Posted March 17, 2017

Tyler graduate builds podium for ‘Saturday Night Live’

Michael Latini, TYL '01, co-founded the Montgomery County production company that built the podium Melissa McCarthy used in her portrayal of Sean Spicer on the show.

Michael Latini holding a furry red puppet.
Photography By: 
Betsy Manning
Michael Latini says puppetry is a combination of everything he loves.

Michael Latini, TYL ’01, sees the world a little differently than everyone else.

An old door in the trash becomes a vintage-inspired table in Latini’s studio. Scrap cardboard boxes transform into mini sets for short films. And a podium gets wheels to becomes a battering ram on Saturday Night Live.

SNL commissioned Monkey Boys Productions, a Wyncote-based production and entertainment company co-founded by Latini and Marc Petrosino, to build the podium that Melissa McCarthy, playing White House press secretary Sean Spicer, has used in sketches on a few recent episodes.

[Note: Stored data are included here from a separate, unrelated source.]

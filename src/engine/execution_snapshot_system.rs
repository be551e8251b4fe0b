//! # Execution Snapshot System
//!
//! Every state transition of a run appends an immutable [`ExecutionSnapshot`]
//! in the same transaction as the run row change. Callers hand back the id
//! of the snapshot they last saw; [`ExecutionSnapshotSystem::assert_latest`]
//! rejects stale ids with a conflict before anything is written.

use super::resources::SystemResources;
use crate::error::{EngineError, EngineResult};
use crate::models::{
    CompletedWaitpointRef, ExecutionSnapshot, TaskRun, TaskRunExecutionStatus, WorkerIdentity,
};
use crate::store::{StoreTransaction, StoreWrite};
use chrono::Utc;
use std::sync::Arc;
use uuid::Uuid;

/// What a new snapshot records beyond what it copies from the run.
#[derive(Debug, Clone)]
pub struct SnapshotInput {
    pub execution_status: TaskRunExecutionStatus,
    pub description: String,
    pub completed_waitpoints: Vec<CompletedWaitpointRef>,
    pub worker: WorkerIdentity,
    pub error: Option<String>,
}

impl SnapshotInput {
    pub fn new(execution_status: TaskRunExecutionStatus, description: impl Into<String>) -> Self {
        Self {
            execution_status,
            description: description.into(),
            completed_waitpoints: Vec::new(),
            worker: WorkerIdentity::default(),
            error: None,
        }
    }

    pub fn with_worker(mut self, worker: &WorkerIdentity) -> Self {
        self.worker = worker.clone();
        self
    }

    pub fn with_completed_waitpoints(mut self, completed: Vec<CompletedWaitpointRef>) -> Self {
        self.completed_waitpoints = completed;
        self
    }

    pub fn with_error(mut self, error: impl Into<String>) -> Self {
        self.error = Some(error.into());
        self
    }
}

#[derive(Debug)]
pub struct ExecutionSnapshotSystem {
    resources: Arc<SystemResources>,
}

impl ExecutionSnapshotSystem {
    pub fn new(resources: Arc<SystemResources>) -> Self {
        Self { resources }
    }

    pub async fn get_latest_execution_snapshot(&self, run_id: Uuid) -> EngineResult<ExecutionSnapshot> {
        self.resources
            .store
            .find_latest_snapshot(run_id)
            .await?
            .ok_or(EngineError::SnapshotNotFound { run_id })
    }

    /// Latest snapshot, provided it is the one the caller observed.
    pub async fn assert_latest(&self, run_id: Uuid, snapshot_id: Uuid) -> EngineResult<ExecutionSnapshot> {
        let latest = self.get_latest_execution_snapshot(run_id).await?;
        if latest.id != snapshot_id {
            return Err(EngineError::snapshot_conflict(run_id, snapshot_id, latest.id));
        }
        Ok(latest)
    }

    /// Stage a snapshot chained after `previous_snapshot_id`.
    ///
    /// `run` must already reflect the run update staged in the same
    /// transaction; the snapshot mirrors its status and attempt number.
    pub fn create_execution_snapshot(
        &self,
        tx: &mut StoreTransaction,
        run: &mut TaskRun,
        input: SnapshotInput,
    ) -> ExecutionSnapshot {
        let snapshot = ExecutionSnapshot {
            id: Uuid::now_v7(),
            run_id: run.id,
            execution_status: input.execution_status,
            description: input.description,
            run_status: run.status,
            attempt_number: (run.attempt_number > 0).then_some(run.attempt_number),
            previous_snapshot_id: run.latest_snapshot_id,
            environment_id: run.runtime_environment_id,
            environment_type: run.environment_type,
            project_id: run.project_id,
            organization_id: run.organization_id,
            completed_waitpoints: input.completed_waitpoints,
            batch_id: run.batch_id,
            worker_id: input.worker.worker_id,
            runner_id: input.worker.runner_id,
            error: input.error,
            created_at: Utc::now(),
        };
        run.latest_snapshot_id = Some(snapshot.id);
        tx.push(StoreWrite::InsertSnapshot(snapshot.clone()));
        snapshot
    }

    /// Snapshots created after `snapshot_id`, oldest first.
    pub async fn get_snapshots_since(
        &self,
        run_id: Uuid,
        snapshot_id: Uuid,
    ) -> EngineResult<Vec<ExecutionSnapshot>> {
        let snapshots = self.resources.store.list_snapshots(run_id).await?;
        let position = snapshots
            .iter()
            .position(|s| s.id == snapshot_id)
            .ok_or(EngineError::SnapshotNotFound { run_id })?;
        Ok(snapshots.into_iter().skip(position + 1).collect())
    }
}
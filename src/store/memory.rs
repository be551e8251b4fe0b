//! In-process [`EngineStore`] used by tests and embedded engines.
//!
//! A commit clones the tables, applies every write to the copy and swaps the
//! copy in only if all writes succeeded, which gives the same all-or-nothing
//! behaviour as a SQL transaction.

use super::traits::EngineStore;
use super::transaction::StoreWrite;
use crate::error::{EngineError, EngineResult};
use crate::models::{
    BatchItemOutcome, BatchTaskRun, BatchTaskRunItem, BlockingWaitpoint, ExecutionSnapshot,
    TaskRun, TaskRunStatus, TaskRunWaitpoint, Waitpoint, WaitpointStatus,
};
use async_trait::async_trait;
use chrono::Utc;
use parking_lot::Mutex;
use std::collections::{BTreeMap, HashMap};
use tracing::debug;
use uuid::Uuid;

#[derive(Debug, Clone, Default)]
struct MemoryTables {
    runs: HashMap<Uuid, TaskRun>,
    snapshots: HashMap<Uuid, Vec<ExecutionSnapshot>>,
    waitpoints: HashMap<Uuid, Waitpoint>,
    blockers: Vec<TaskRunWaitpoint>,
    batches: HashMap<Uuid, BatchTaskRun>,
    batch_items: HashMap<Uuid, BTreeMap<u32, BatchTaskRunItem>>,
}

#[derive(Debug, Default)]
pub struct MemoryEngineStore {
    tables: Mutex<MemoryTables>,
}

impl MemoryEngineStore {
    pub fn new() -> Self {
        Self::default()
    }
}

impl MemoryTables {
    fn apply(&mut self, write: StoreWrite) -> EngineResult<()> {
        let now = Utc::now();
        match write {
            StoreWrite::InsertRun(run) => {
                if self.runs.contains_key(&run.id) {
                    return Err(EngineError::InvalidInput(format!(
                        "Run {} already exists",
                        run.id
                    )));
                }
                self.runs.insert(run.id, run);
            }
            StoreWrite::UpdateRun { run_id, update } => {
                let run = self
                    .runs
                    .get_mut(&run_id)
                    .ok_or(EngineError::RunNotFound { run_id })?;
                update.apply_to(run, now);
            }
            StoreWrite::InsertSnapshot(snapshot) => {
                let run = self
                    .runs
                    .get_mut(&snapshot.run_id)
                    .ok_or(EngineError::RunNotFound {
                        run_id: snapshot.run_id,
                    })?;
                if run.latest_snapshot_id != snapshot.previous_snapshot_id {
                    return Err(EngineError::snapshot_conflict(
                        snapshot.run_id,
                        snapshot.previous_snapshot_id.unwrap_or(Uuid::nil()),
                        run.latest_snapshot_id.unwrap_or(Uuid::nil()),
                    ));
                }
                run.latest_snapshot_id = Some(snapshot.id);
                self.snapshots
                    .entry(snapshot.run_id)
                    .or_default()
                    .push(snapshot);
            }
            StoreWrite::InsertWaitpoint(waitpoint) => {
                let duplicate = self.waitpoints.values().any(|existing| {
                    existing.environment_id == waitpoint.environment_id
                        && existing.idempotency_key == waitpoint.idempotency_key
                });
                if duplicate || self.waitpoints.contains_key(&waitpoint.id) {
                    return Err(EngineError::InvalidInput(format!(
                        "Waitpoint with idempotency key {} already exists",
                        waitpoint.idempotency_key
                    )));
                }
                self.waitpoints.insert(waitpoint.id, waitpoint);
            }
            StoreWrite::CompleteWaitpoint {
                waitpoint_id,
                output,
                completed_at,
            } => {
                let waitpoint = self
                    .waitpoints
                    .get_mut(&waitpoint_id)
                    .ok_or(EngineError::WaitpointNotFound { waitpoint_id })?;
                if waitpoint.status == WaitpointStatus::Pending {
                    waitpoint.status = WaitpointStatus::Completed;
                    waitpoint.output = output.value;
                    if let Some(output_type) = output.output_type {
                        waitpoint.output_type = output_type;
                    }
                    waitpoint.output_is_error = output.is_error;
                    waitpoint.completed_at = Some(completed_at);
                }
            }
            StoreWrite::InsertBlockers(relations) => {
                for relation in relations {
                    if !self.waitpoints.contains_key(&relation.waitpoint_id) {
                        return Err(EngineError::WaitpointNotFound {
                            waitpoint_id: relation.waitpoint_id,
                        });
                    }
                    let key = relation.dedupe_key();
                    if !self.blockers.iter().any(|existing| existing.dedupe_key() == key) {
                        self.blockers.push(relation);
                    }
                }
            }
            StoreWrite::DeleteBlockers { run_id } => {
                self.blockers.retain(|relation| relation.task_run_id != run_id);
            }
            StoreWrite::InsertBatch(batch) => {
                self.batches.insert(batch.id, batch);
            }
            StoreWrite::UpdateBatch { batch_id, update } => {
                let batch = self
                    .batches
                    .get_mut(&batch_id)
                    .ok_or(EngineError::BatchNotFound { batch_id })?;
                update.apply_to(batch, now);
            }
            StoreWrite::RecordBatchItem(item) => {
                let batch = self
                    .batches
                    .get_mut(&item.batch_id)
                    .ok_or(EngineError::BatchNotFound {
                        batch_id: item.batch_id,
                    })?;
                let items = self.batch_items.entry(item.batch_id).or_default();
                if items.contains_key(&item.index) {
                    return Ok(());
                }
                batch.processed_count += 1;
                match &item.outcome {
                    BatchItemOutcome::Triggered { run_id } => {
                        batch.successful_run_count += 1;
                        batch.run_ids.push(*run_id);
                    }
                    BatchItemOutcome::Failed { .. } => batch.failed_run_count += 1,
                }
                batch.updated_at = now;
                items.insert(item.index, item);
            }
        }
        Ok(())
    }
}

#[async_trait]
impl EngineStore for MemoryEngineStore {
    async fn find_run(&self, run_id: Uuid) -> EngineResult<Option<TaskRun>> {
        Ok(self.tables.lock().runs.get(&run_id).cloned())
    }

    async fn find_latest_snapshot(&self, run_id: Uuid) -> EngineResult<Option<ExecutionSnapshot>> {
        let tables = self.tables.lock();
        let latest_id = tables.runs.get(&run_id).and_then(|run| run.latest_snapshot_id);
        Ok(latest_id.and_then(|id| {
            tables
                .snapshots
                .get(&run_id)
                .and_then(|chain| chain.iter().rev().find(|s| s.id == id).cloned())
        }))
    }

    async fn list_snapshots(&self, run_id: Uuid) -> EngineResult<Vec<ExecutionSnapshot>> {
        Ok(self
            .tables
            .lock()
            .snapshots
            .get(&run_id)
            .cloned()
            .unwrap_or_default())
    }

    async fn find_waitpoint(&self, waitpoint_id: Uuid) -> EngineResult<Option<Waitpoint>> {
        Ok(self.tables.lock().waitpoints.get(&waitpoint_id).cloned())
    }

    async fn find_waitpoints(&self, waitpoint_ids: &[Uuid]) -> EngineResult<Vec<Waitpoint>> {
        let tables = self.tables.lock();
        Ok(waitpoint_ids
            .iter()
            .filter_map(|id| tables.waitpoints.get(id).cloned())
            .collect())
    }

    async fn find_waitpoint_by_idempotency_key(
        &self,
        environment_id: Uuid,
        idempotency_key: &str,
    ) -> EngineResult<Option<Waitpoint>> {
        Ok(self
            .tables
            .lock()
            .waitpoints
            .values()
            .find(|w| w.environment_id == environment_id && w.idempotency_key == idempotency_key)
            .cloned())
    }

    async fn find_blocking_waitpoints(&self, run_id: Uuid) -> EngineResult<Vec<BlockingWaitpoint>> {
        let tables = self.tables.lock();
        Ok(tables
            .blockers
            .iter()
            .filter(|relation| relation.task_run_id == run_id)
            .filter_map(|relation| {
                tables
                    .waitpoints
                    .get(&relation.waitpoint_id)
                    .map(|waitpoint| BlockingWaitpoint {
                        relation: relation.clone(),
                        waitpoint: waitpoint.clone(),
                    })
            })
            .collect())
    }

    async fn find_runs_blocked_by(&self, waitpoint_id: Uuid) -> EngineResult<Vec<Uuid>> {
        let tables = self.tables.lock();
        let mut run_ids: Vec<Uuid> = tables
            .blockers
            .iter()
            .filter(|relation| relation.waitpoint_id == waitpoint_id)
            .map(|relation| relation.task_run_id)
            .collect();
        run_ids.sort();
        run_ids.dedup();
        Ok(run_ids)
    }

    async fn find_child_runs(&self, parent_run_id: Uuid) -> EngineResult<Vec<TaskRun>> {
        let tables = self.tables.lock();
        let mut children: Vec<TaskRun> = tables
            .runs
            .values()
            .filter(|run| run.parent_task_run_id == Some(parent_run_id))
            .cloned()
            .collect();
        children.sort_by_key(|run| run.created_at);
        Ok(children)
    }

    async fn find_batch(&self, batch_id: Uuid) -> EngineResult<Option<BatchTaskRun>> {
        Ok(self.tables.lock().batches.get(&batch_id).cloned())
    }

    async fn list_batch_items(&self, batch_id: Uuid) -> EngineResult<Vec<BatchTaskRunItem>> {
        Ok(self
            .tables
            .lock()
            .batch_items
            .get(&batch_id)
            .map(|items| items.values().cloned().collect())
            .unwrap_or_default())
    }

    async fn find_debounced_run(
        &self,
        environment_id: Uuid,
        task_identifier: &str,
        debounce_key: &str,
    ) -> EngineResult<Option<TaskRun>> {
        Ok(self
            .tables
            .lock()
            .runs
            .values()
            .filter(|run| {
                run.runtime_environment_id == environment_id
                    && run.task_identifier == task_identifier
                    && run.debounce_key.as_deref() == Some(debounce_key)
                    && run.status == TaskRunStatus::Delayed
            })
            .max_by_key(|run| run.created_at)
            .cloned())
    }

    async fn commit(&self, writes: Vec<StoreWrite>) -> EngineResult<()> {
        let mut tables = self.tables.lock();
        let mut staged = tables.clone();
        let count = writes.len();
        for write in writes {
            staged.apply(write)?;
        }
        *tables = staged;
        debug!(writes = count, "Committed memory store transaction");
        Ok(())
    }
}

Before the podiums, Latini, who majored in metals, jewelry and CAD-CAM at the Tyler School of Art, and his team also created “the Trump files,” used in some SNL episodes this season, using manila envelopes and Elmer’s glue.

Latini has built props for SNL before—he got to know the show’s prop team through a friend of a friend who’s engaged to a cast member. But each time before, the sketches they were for wound up being scrapped before showtime. He and Petrosino are still getting used to actually seeing their work on the iconic show.

“We’ve kind of numbed ourselves from experience in the entertainment industry. You can’t get your hopes up, because they could call at any second and say it’s cut,” Latini, a native of Warminster, said. “We’re still like, ‘Wow, millions of people have seen that thing.’”

puppets hanging on the wall in a studio
Puppets hang on the wall at Monkey Boys Productions.

A puppeteer by trade, Latini doesn’t think of himself as an artist. He’s more of a problem solver: People come to him, tell them what they need, and he figures out how to create it. Monkey Boys works on everything from costumes to puppets to props like the SNL podium, true to the company’s tagline of “puppets, props, practical effects, creatures, costumes and entertainment.”

Currently, Latini and his team are making a puppet for Charlie and the Chocolate Factory on Broadway. And they’re always ready for SNL to call, just in case.

Michael Latini examining a puppet he's making for a Broadway show
Michael Latini works on a piece of the puppet he and his team are building for Charlie and the Chocolate Factory on Broadway.

When SNL needs a prop, Latini said, their phone typically rings late Wednesday night, and they spend the next 48 hours working almost nonstop on whatever the show needs.

“We put it on our calendar with a question mark so we’re mentally prepared,” Latini said.

Often, they’ll travel to New York to be on SNL’s Rockefeller Plaza set for rehearsals so they can show actors how props function and help with any technical issues. That meant facetime with McCarthy herself.

“She’s amazing. She was really great to meet, and she was very much as normal as someone you could be friends with,” Latini said of the star.

“She took a good 10 or 15 minutes tooling around” on the motorized podium, he added with a chuckle.

Michael Latini holding a mini puppet of "Yoda"
Michael Latini and Monkey Boys co-owner Marc Petrosino hope to create a creature for a Star Wars movie someday.

Beyond SNL, Latini and Petrosino’s dream is to create a creature for a Star Wars movie. As a Tyler student, when Latini decided he wanted to be a puppeteer, he envisioned himself working on productions like The Muppets—which he has in the past—and Sesame Place. His senior thesis puppet, a fuzzy red creature named Hugo who looks like a cross between Sesame Street’s Elmo and Rosita, still hangs on a wall of Muppet-esque puppets at Monkey Boys’ studio.

“For me, [puppetry] is a combination of everything I love,” Latini, a father of three, said. “I grew up doing theater, both stage crew and performance, and I always wanted to do both. [Puppetry is] 50-50 technical theater and performance.

“I like to say I’m a creative problem solver.”